Él tenía colillas de pretendientes de todo tipo, mas se daba el lujo y libertad desencadenada. Podría ostentar lo que quisiera con aquella seguridad de veinticuatro quilates y con sus proporciones vitruvias; estaba consciente de ello. Había desflorado vastos jardines y en sus planes no figuraba un cambio de tareas. Me pregunto si yo significaba algo para él. No estaba en posición de pedir limosna dominguera eso le aseguro. Pero, por que habría de ajustarse a mis incomodos pareceres y a mis puritanismos hipócritas. Yo no lo haría si estuviera en su lugar, no merecía tal pleitesía. Y pese a mi egoísmo había algo que podía oler en su voz y escuchar en su mirada, algo implícito. Era homólogo a aquellas cargas estáticas que habían entre nosotros cuando leíamos teatro vernáculo, aquellas que interrumpían el flujo del pensamiento.

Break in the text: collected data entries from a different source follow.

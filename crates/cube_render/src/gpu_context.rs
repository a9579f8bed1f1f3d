use std::sync::Arc;
use winit::window::Window;

use crate::error::GpuInitError;

pub const DEPTH_FORMAT: wgpu::TextureFormat = wgpu::TextureFormat::Depth32Float;

pub const CLEAR_COLOR: wgpu::Color = wgpu::Color {
    r: 0.3,
    g: 0.3,
    b: 0.3,
    a: 1.0,
};

pub struct GpuContext {
    pub surface: wgpu::Surface<'static>,
    pub device: wgpu::Device,
    pub queue: wgpu::Queue,
    pub config: wgpu::SurfaceConfiguration,
    pub surface_format: wgpu::TextureFormat,
    pub size: (u32, u32),
    depth_view: wgpu::TextureView,
}

impl GpuContext {
    pub fn new(window: Arc<Window>) -> Result<Self, GpuInitError> {
        let size = window.inner_size();
        let instance = wgpu::Instance::new(&wgpu::InstanceDescriptor {
            backends: wgpu::Backends::PRIMARY,
            ..Default::default()
        });

        let surface = instance.create_surface(window)?;

        let adapter = pollster::block_on(instance.request_adapter(&wgpu::RequestAdapterOptions {
            power_preference: wgpu::PowerPreference::HighPerformance,
            compatible_surface: Some(&surface),
            force_fallback_adapter: false,
        }))
        .ok_or(GpuInitError::NoAdapter)?;

        log_adapter_info(&adapter);

        let (device, queue) = pollster::block_on(adapter.request_device(
            &wgpu::DeviceDescriptor {
                label: Some("Cube Device"),
                required_features: wgpu::Features::empty(),
                required_limits: wgpu::Limits::default(),
                ..Default::default()
            },
            None,
        ))?;

        let surface_caps = surface.get_capabilities(&adapter);
        let (surface_format, alpha_mode) = pick_surface_format(&surface_caps)?;

        // Fifo waits for vertical blank on present.
        let config = wgpu::SurfaceConfiguration {
            usage: wgpu::TextureUsages::RENDER_ATTACHMENT,
            format: surface_format,
            width: size.width.max(1),
            height: size.height.max(1),
            present_mode: wgpu::PresentMode::Fifo,
            alpha_mode,
            view_formats: vec![],
            desired_maximum_frame_latency: 2,
        };
        surface.configure(&device, &config);
        let depth_view = create_depth_view(&device, config.width, config.height);

        Ok(Self {
            surface,
            device,
            queue,
            config,
            surface_format,
            size: (size.width, size.height),
            depth_view,
        })
    }

    /// Reconfigures the surface and depth buffer when `width` x `height`
    /// differs from the current size. Zero sizes are ignored.
    pub fn resize(&mut self, width: u32, height: u32) {
        if width == 0 || height == 0 || self.size == (width, height) {
            return;
        }
        self.size = (width, height);
        self.config.width = width;
        self.config.height = height;
        self.surface.configure(&self.device, &self.config);
        self.depth_view = create_depth_view(&self.device, width, height);
        log::debug!("surface reconfigured to {}x{}", width, height);
    }

    pub fn depth_view(&self) -> &wgpu::TextureView {
        &self.depth_view
    }

    pub fn begin_frame(&self) -> Option<(wgpu::SurfaceTexture, wgpu::TextureView)> {
        let output = match self.surface.get_current_texture() {
            Ok(tex) => tex,
            Err(wgpu::SurfaceError::Lost | wgpu::SurfaceError::Outdated) => {
                self.surface.configure(&self.device, &self.config);
                return None;
            }
            Err(wgpu::SurfaceError::OutOfMemory) => {
                log::error!("GPU out of memory");
                return None;
            }
            Err(e) => {
                log::warn!("Surface error: {:?}", e);
                return None;
            }
        };
        let view = output
            .texture
            .create_view(&wgpu::TextureViewDescriptor::default());
        Some((output, view))
    }

    /// Starts collecting validation errors for `end_error_check`. Debug
    /// builds only.
    pub fn begin_error_check(&self) {
        if cfg!(debug_assertions) {
            self.device.push_error_scope(wgpu::ErrorFilter::Validation);
        }
    }

    /// Logs any validation error raised since `begin_error_check`.
    pub fn end_error_check(&self, action: &str) {
        if cfg!(debug_assertions) {
            if let Some(err) = pollster::block_on(self.device.pop_error_scope()) {
                log::warn!("GPU error at {action}: {err}");
            }
        }
    }
}

/// Prefers an sRGB format. Fails when the surface reports no formats or no
/// alpha modes for this adapter.
fn pick_surface_format(
    caps: &wgpu::SurfaceCapabilities,
) -> Result<(wgpu::TextureFormat, wgpu::CompositeAlphaMode), GpuInitError> {
    let format = caps
        .formats
        .iter()
        .find(|f| f.is_srgb())
        .or_else(|| caps.formats.first())
        .copied()
        .ok_or(GpuInitError::IncompatibleSurface)?;
    let alpha_mode = caps
        .alpha_modes
        .first()
        .copied()
        .ok_or(GpuInitError::IncompatibleSurface)?;
    Ok((format, alpha_mode))
}

fn create_depth_view(device: &wgpu::Device, width: u32, height: u32) -> wgpu::TextureView {
    let texture = device.create_texture(&wgpu::TextureDescriptor {
        label: Some("Depth Buffer"),
        size: wgpu::Extent3d {
            width,
            height,
            depth_or_array_layers: 1,
        },
        mip_level_count: 1,
        sample_count: 1,
        dimension: wgpu::TextureDimension::D2,
        format: DEPTH_FORMAT,
        usage: wgpu::TextureUsages::RENDER_ATTACHMENT,
        view_formats: &[],
    });
    texture.create_view(&wgpu::TextureViewDescriptor::default())
}

fn log_adapter_info(adapter: &wgpu::Adapter) {
    let info = adapter.get_info();
    log::info!(
        "GPU: {} ({:?}, {:?}) driver {} {}",
        info.name,
        info.backend,
        info.device_type,
        info.driver,
        info.driver_info
    );
    let features = adapter.features();
    log::debug!("GPU features supported: {}", features.iter().count());
    for feature in features.iter() {
        log::debug!("  {:?}", feature);
    }
}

Espero que algo que me satisfaga ocurra. Que él entienda los embrollos que me esfuerzo por crear. No le exigiré que por mi pierda la vida, pero si que le cause dolor el ver deslizarse lagrimas saladas de mi cara. Por el momento, mejor dejo esta tertulia mental, no vaya a ser y me escuche un fantasma garcimarquesino. Ya es hora de volver a casa, amamantar a mi hijo, hacerle de cenar a mi esposo a quién amo, y a seguir viviendo mi vida, hasta nuestro próximo encuentro.